To save fuel, aircraft will roll into the future with the thrust of electric motors to start. Initial tests are promising. The test was almost silent: gently rolled the modified A320 on the tarmac of the airport. But not the thrust of the engines supplied for the maneuver. Nearly invisible electric motors at the wheels made sure that the good 50-ton Airbus glided over the airfield. “It was as if the plane would have danced ballet,” says one operator.
Lufthansa, the L3-American Group and Airbus have entered uncharted territory just before Christmas in the aerospace industry. Because since the beginning of the jet age aircraft on the ground exclusively use its thrusters to maneuver in the airport. This should in future be different: If electric motors, the machine will gently push the start, the loud and expensive jet propulsion only started when the airplane is actually going into the air.
“We are convinced that making the system both to aircraft operators and service providers at airports considerable economic and environmental benefits,” says L-3 Manager Joe Hoffman. Lufthansa wants something to “evaluate the large amount of data” and decide the course of the year on the construction of a prototype. Airbus, too, speaks of an “early stage of development”.

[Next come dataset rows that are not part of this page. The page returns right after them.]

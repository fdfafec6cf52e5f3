//! vkr demo.
//!
//! Opens a window and renders a spinning static triangle next to a dynamic
//! triangle whose vertices are rewritten every frame.

use std::sync::Arc;

use anyhow::{Context, Result};
use glam::{Mat4, Vec3};
use tracing::{error, info, warn};
use winit::application::ApplicationHandler;
use winit::event::WindowEvent;
use winit::event_loop::{ActiveEventLoop, ControlFlow, EventLoop};
use winit::window::WindowId;

use vkr_core::{FrameClock, RendererConfig};
use vkr_platform::{ShaderLibrary, ShaderStage, Surface, Window};
use vkr_rhi::Vertex;
use vkr_rhi::vulkan::{Device, Instance, VulkanDevice, select_physical_device};
use vkr_scene::{FrameStatus, MeshId, ModelId, SceneRenderer, SwapchainPresenter};

const CONFIG_PATH: &str = "vkr.toml";

/// Vulkan objects tied to the window.
struct RenderState {
    // Field order is drop order: the renderer idles the device and releases
    // the swapchain before the surface and instance go away.
    renderer: SceneRenderer<VulkanDevice, SwapchainPresenter>,
    spinner: ModelId,
    wave: MeshId,
    _surface: Surface,
    _instance: Instance,
}

impl RenderState {
    fn new(window: &Window, config: &RendererConfig) -> Result<Self> {
        let extensions = window.required_extensions()?;
        let instance = Instance::new(c"vkr", &extensions, config.enable_validation)?;
        let surface = window.create_surface(instance.entry(), instance.handle())?;

        let physical_device = select_physical_device(
            instance.handle(),
            surface.handle(),
            &instance.surface_loader(),
        )?;
        let device = Device::new(&instance, &physical_device)?;
        let device = Arc::new(VulkanDevice::new(&instance, device)?);

        let extent = window.extent();
        let presenter = SwapchainPresenter::new(
            &instance,
            Arc::clone(&device),
            surface.handle(),
            extent,
            config.present_mode,
        )?;
        let mut renderer = SceneRenderer::new(device, presenter, config, extent)?;

        let shaders = ShaderLibrary::new(&config.shaders);
        let material = renderer.create_material(
            &shaders.binary(ShaderStage::Vertex)?,
            &shaders.binary(ShaderStage::Fragment)?,
        )?;

        let triangle = renderer.create_static_mesh(&[
            Vertex::new(-0.5, -0.5, 0.0),
            Vertex::new(0.5, -0.5, 0.0),
            Vertex::new(0.0, 0.5, 0.0),
        ])?;
        let spinner = renderer.create_model(
            triangle,
            material,
            Mat4::from_translation(Vec3::new(-0.8, 0.0, 0.0)),
        )?;

        let wave = renderer.create_dynamic_mesh(3)?;
        renderer.update_dynamic_mesh(wave, &wave_vertices(0.0))?;
        renderer.create_model(
            wave,
            material,
            Mat4::from_translation(Vec3::new(0.8, 0.0, 0.0)),
        )?;

        info!("Scene ready: {} models", renderer.model_count());
        Ok(Self {
            renderer,
            spinner,
            wave,
            _surface: surface,
            _instance: instance,
        })
    }

    /// Animates the scene for time `t` in seconds.
    fn update(&mut self, t: f32) -> Result<()> {
        self.renderer.update_dynamic_mesh(self.wave, &wave_vertices(t))?;
        self.renderer.set_model_transform(
            self.spinner,
            Mat4::from_translation(Vec3::new(-0.8, 0.0, 0.0)) * Mat4::from_rotation_y(t),
        )?;
        Ok(())
    }
}

fn wave_vertices(t: f32) -> [Vertex; 3] {
    let lift = 0.25 * t.sin();
    [
        Vertex::new(-0.5, -0.5, 0.0),
        Vertex::new(0.5, -0.5, 0.0),
        Vertex::new(0.25 * (t * 0.7).cos(), 0.5 + lift, 0.0),
    ]
}

struct App {
    config: RendererConfig,
    state: Option<RenderState>,
    window: Option<Window>,
    clock: FrameClock,
    needs_resize: bool,
}

impl App {
    fn new(config: RendererConfig) -> Self {
        Self {
            config,
            state: None,
            window: None,
            clock: FrameClock::new(),
            needs_resize: false,
        }
    }

    fn redraw(&mut self, event_loop: &ActiveEventLoop) {
        let (Some(window), Some(state)) = (&self.window, &mut self.state) else {
            return;
        };
        let (width, height) = window.framebuffer_size();
        if width == 0 || height == 0 {
            // Minimized: nothing to present to.
            return;
        }

        if self.needs_resize {
            if let Err(e) = state.renderer.resize(width, height) {
                error!("Failed to resize swapchain: {}", e);
                event_loop.exit();
                return;
            }
            self.needs_resize = false;
        }

        self.clock.begin_frame();
        if let Err(e) = state.update(self.clock.elapsed_secs()) {
            error!("Failed to update scene: {:?}", e);
            event_loop.exit();
            return;
        }

        match state.renderer.render_frame() {
            Ok(FrameStatus::Presented) => {}
            Ok(FrameStatus::Suboptimal) => self.needs_resize = true,
            Err(e) if e.is_out_of_date() => {
                warn!("Swapchain out of date, recreating");
                self.needs_resize = true;
            }
            Err(e) => {
                error!("Render error: {}", e);
                event_loop.exit();
                return;
            }
        }

        if self.clock.frame_count().is_multiple_of(600) {
            info!("{:.1} fps", self.clock.average_fps());
        }
    }
}

impl ApplicationHandler for App {
    fn resumed(&mut self, event_loop: &ActiveEventLoop) {
        if self.window.is_some() {
            return;
        }

        let window = match Window::new(event_loop, &self.config.window) {
            Ok(window) => window,
            Err(e) => {
                error!("Failed to create window: {}", e);
                event_loop.exit();
                return;
            }
        };

        match RenderState::new(&window, &self.config) {
            Ok(state) => {
                info!("Initialization complete, entering main loop");
                self.state = Some(state);
                self.window = Some(window);
            }
            Err(e) => {
                error!("Failed to create renderer: {:?}", e);
                event_loop.exit();
            }
        }
    }

    fn window_event(&mut self, event_loop: &ActiveEventLoop, _id: WindowId, event: WindowEvent) {
        match event {
            WindowEvent::CloseRequested => {
                info!("Close requested, shutting down");
                // Tear down while the window is still alive.
                self.state = None;
                event_loop.exit();
            }
            WindowEvent::Resized(size) => {
                info!("Window resized to {}x{}", size.width, size.height);
                self.needs_resize = true;
            }
            WindowEvent::RedrawRequested => self.redraw(event_loop),
            _ => {}
        }
    }

    fn about_to_wait(&mut self, _event_loop: &ActiveEventLoop) {
        if let Some(ref window) = self.window {
            window.request_redraw();
        }
    }
}

fn main() -> Result<()> {
    vkr_core::init_logging();
    info!("Starting vkr");

    let config = RendererConfig::load_or_default(CONFIG_PATH)
        .with_context(|| format!("Failed to load {}", CONFIG_PATH))?;

    let event_loop = EventLoop::new()?;
    event_loop.set_control_flow(ControlFlow::Poll);

    let mut app = App::new(config);
    event_loop.run_app(&mut app)?;

    Ok(())
}
impl<D: GpuDevice> DynamicMesh<D> {
    /// Allocates `slots * reserved` vertices. The cursor starts on the last
    /// slot so the first write lands in slot 0.
    pub fn new(device: &D, reserved: u32, slots: u32) -> SceneResult<Self> {
        if reserved == 0 {
            return Err(SceneError::EmptyMesh);
        }
        assert!(slots > 0, "dynamic mesh needs at least one slot");
        // Draw offsets are u32 vertex indices.
        if reserved.checked_mul(slots).is_none() {
            return Err(SceneError::MeshTooLarge { reserved, slots });
        }

        let size = Vertex::STRIDE * u64::from(reserved) * u64::from(slots);
        let buffer = device.create_buffer(&BufferDesc {
            size,
            usage: BufferUsage::DynamicVertex,
        })?;

        debug!(
            "Created dynamic mesh: {} vertices x {} slots",
            reserved, slots
        );
        Ok(Self {
            buffer,
            slot_fences: vec![None; slots as usize],
            reserved,
            vertex_count: 0,
            cursor: slots as usize - 1,
        })
    }

    /// Writes `vertices` into the next slot.
    ///
    /// Blocks while the GPU may still be reading that slot. On error the
    /// cursor and vertex count are left unchanged.
    pub fn write(&mut self, vertices: &[Vertex]) -> SceneResult<()> {
        if vertices.len() > self.reserved as usize {
            return Err(SceneError::CapacityExceeded {
                requested: vertices.len(),
                reserved: self.reserved,
            });
        }

        let next = (self.cursor + 1) % self.slot_fences.len();
        if let Some(fence) = &self.slot_fences[next] {
            trace!("Dynamic mesh waiting on slot {} fence", next);
            fence.wait(u64::MAX)?;
        }
        self.slot_fences[next] = None;

        let offset = self.slot_offset(next);
        self.buffer.write(offset, bytemuck::cast_slice(vertices))?;

        self.cursor = next;
        self.vertex_count = vertices.len() as u32;
        Ok(())
    }

    /// Records the fence of a frame that read the current slot.
    pub fn insert_fence(&mut self, fence: Arc<D::Fence>) {
        self.slot_fences[self.cursor] = Some(fence);
    }

    /// Clears every slot that waits on `fence`.
    ///
    /// Used when the frame that would have signaled `fence` was never submitted.
    pub fn forget_fence(&mut self, fence: &Arc<D::Fence>) {
        for slot in &mut self.slot_fences {
            if slot.as_ref().is_some_and(|f| Arc::ptr_eq(f, fence)) {
                *slot = None;
            }
        }
    }

    /// First vertex of the current slot in the shared buffer.
    #[inline]
    pub fn first_vertex(&self) -> u32 {
        self.reserved * self.cursor as u32
    }

    #[inline]
    pub fn vertex_count(&self) -> u32 {
        self.vertex_count
    }

    #[inline]
    pub fn reserved(&self) -> u32 {
        self.reserved
    }

    #[inline]
    pub fn cursor(&self) -> usize {
        self.cursor
    }

    #[inline]
    pub fn slot_count(&self) -> usize {
        self.slot_fences.len()
    }

    #[inline]
    pub fn buffer(&self) -> &D::Buffer {
        &self.buffer
    }

    /// Byte offset of `slot`.
    pub fn slot_offset(&self, slot: usize) -> u64 {
        Vertex::STRIDE * u64::from(self.reserved) * slot as u64
    }
}

/// Borrowed view of either mesh representation.
pub enum MeshRef<'a, D: GpuDevice> {
    Static(&'a StaticMesh<D>),
    Dynamic(&'a DynamicMesh<D>),
}

impl<D: GpuDevice> MeshRef<'_, D> {
    pub fn buffer(&self) -> &D::Buffer {
        match self {
            MeshRef::Static(mesh) => mesh.buffer(),
            MeshRef::Dynamic(mesh) => mesh.buffer(),
        }
    }

    /// `(vertex_count, first_vertex)` of the draw covering this mesh.
    pub fn draw_range(&self) -> (u32, u32) {
        match self {
            MeshRef::Static(mesh) => (mesh.vertex_count(), 0),
            MeshRef::Dynamic(mesh) => (mesh.vertex_count(), mesh.first_vertex()),
        }
    }
}

/// Owns every mesh, split by storage kind.
pub struct MeshStore<D: GpuDevice> {
    device: Arc<D>,
    static_meshes: ResourcePool<StaticMesh<D>, MeshTag>,
    dynamic_meshes: ResourcePool<DynamicMesh<D>, MeshTag>,
    slots: u32,
}

impl<D: GpuDevice> MeshStore<D> {
    /// `slots` is the ring length of every dynamic mesh created by this store.
    pub fn new(device: Arc<D>, slots: u32) -> Self {
        assert!(slots > 0, "dynamic meshes need at least one slot");
        Self {
            device,
            static_meshes: ResourcePool::new(StorageKind::Static),
            dynamic_meshes: ResourcePool::new(StorageKind::Dynamic),
            slots,
        }
    }

    pub fn create_static(&mut self, vertices: &[Vertex]) -> SceneResult<MeshId> {
        let mesh = StaticMesh::new(&*self.device, vertices)?;
        Ok(self.static_meshes.create(mesh).0)
    }

    pub fn create_dynamic(&mut self, reserved_vertices: u32) -> SceneResult<MeshId> {
        let mesh = DynamicMesh::new(&*self.device, reserved_vertices, self.slots)?;
        Ok(self.dynamic_meshes.create(mesh).0)
    }

    /// Writes new vertex data into a dynamic mesh.
    ///
    /// # Errors
    ///
    /// [`SceneError::NotDynamic`] for a static mesh, [`SceneError::UnknownMesh`]
    /// for a handle that does not name a live mesh, and
    /// [`SceneError::CapacityExceeded`] when `vertices` does not fit.
    pub fn update_dynamic(&mut self, id: MeshId, vertices: &[Vertex]) -> SceneResult<()> {
        match id.kind() {
            StorageKind::Static if self.static_meshes.contains(id) => {
                Err(SceneError::NotDynamic(id))
            }
            StorageKind::Dynamic if self.dynamic_meshes.contains(id) => {
                self.dynamic_meshes.get_mut(id).write(vertices)
            }
            _ => Err(SceneError::UnknownMesh(id)),
        }
    }

    pub fn contains(&self, id: MeshId) -> bool {
        match id.kind() {
            StorageKind::Static => self.static_meshes.contains(id),
            StorageKind::Dynamic => self.dynamic_meshes.contains(id),
        }
    }

    /// # Panics
    ///
    /// Panics if `id` does not name a live mesh.
    pub fn get(&self, id: MeshId) -> MeshRef<'_, D> {
        match id.kind() {
            StorageKind::Static => MeshRef::Static(self.static_meshes.get(id)),
            StorageKind::Dynamic => MeshRef::Dynamic(self.dynamic_meshes.get(id)),
        }
    }

    /// # Panics
    ///
    /// Panics if `id` is not a live dynamic mesh.
    pub fn dynamic(&self, id: MeshId) -> &DynamicMesh<D> {
        self.dynamic_meshes.get(id)
    }

    /// Records `fence` into the current slot of dynamic mesh `id`.
    pub fn insert_fence(&mut self, id: MeshId, fence: Arc<D::Fence>) {
        self.dynamic_meshes.get_mut(id).insert_fence(fence);
    }

    /// Drops every dynamic mesh reference to `fence`.
    pub fn forget_fence(&mut self, fence: &Arc<D::Fence>) {
        let ids: Vec<MeshId> = self.dynamic_meshes.iter().map(|(id, _)| id).collect();
        for id in ids {
            self.dynamic_meshes.get_mut(id).forget_fence(fence);
        }
    }

    pub fn slots(&self) -> u32 {
        self.slots
    }

    pub fn len(&self) -> usize {
        self.static_meshes.len() + self.dynamic_meshes.len()
    }

    pub fn is_empty(&self) -> bool {
        self.len() == 0
    }
}
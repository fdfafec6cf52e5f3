//! Frame clock used by the frame loop for animation and pacing statistics.

use std::time::{Duration, Instant};

/// Tracks elapsed time and the number of frames rendered since start.
#[derive(Debug)]
pub struct FrameClock {
    start: Instant,
    last_frame: Instant,
    frames: u64,
}

impl FrameClock {
    pub fn new() -> Self {
        let now = Instant::now();
        Self {
            start: now,
            last_frame: now,
            frames: 0,
        }
    }

    /// Seconds since the clock was created.
    pub fn elapsed_secs(&self) -> f32 {
        self.start.elapsed().as_secs_f32()
    }

    /// Marks the start of a new frame and returns the time since the previous one.
    pub fn begin_frame(&mut self) -> Duration {
        let now = Instant::now();
        let delta = now - self.last_frame;
        self.last_frame = now;
        self.frames += 1;
        delta
    }

    /// Number of frames begun so far.
    pub fn frame_count(&self) -> u64 {
        self.frames
    }

    /// Average frames per second over the clock's lifetime.
    pub fn average_fps(&self) -> f32 {
        let secs = self.elapsed_secs();
        if secs <= f32::EPSILON {
            0.0
        } else {
            self.frames as f32 / secs
        }
    }
}

impl Default for FrameClock {
    fn default() -> Self {
        Self::new()
    }
}

#[cfg(test)]
mod tests {
    use super::*;

    #[test]
    fn test_frame_count_advances() {
        let mut clock = FrameClock::new();
        assert_eq!(clock.frame_count(), 0);
        clock.begin_frame();
        clock.begin_frame();
        assert_eq!(clock.frame_count(), 2);
    }

    #[test]
    fn test_delta_is_monotonic() {
        let mut clock = FrameClock::new();
        std::thread::sleep(Duration::from_millis(2));
        let delta = clock.begin_frame();
        assert!(delta >= Duration::from_millis(2));
    }
}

The plane to Frankfurt Ballet shows once again how strong the industry is under pressure. The rising oil price and the emissions trading take the airlines in the pliers. Airbus and Boeing are equipping their bestseller A320 and B737 with new engines, thus saving the airlines between ten and 15 percent gasoline. In addition, attempts to come up with biofuel, which will improve the long-term environmental performance of airlines.
But all is not enough. In the EU needs by 2050, emissions of carbon dioxide per passenger decreased by 75 percent. Since one liter each. Experts estimate that for each flight on the ground about three percent of the total jet fuel consumed are burned.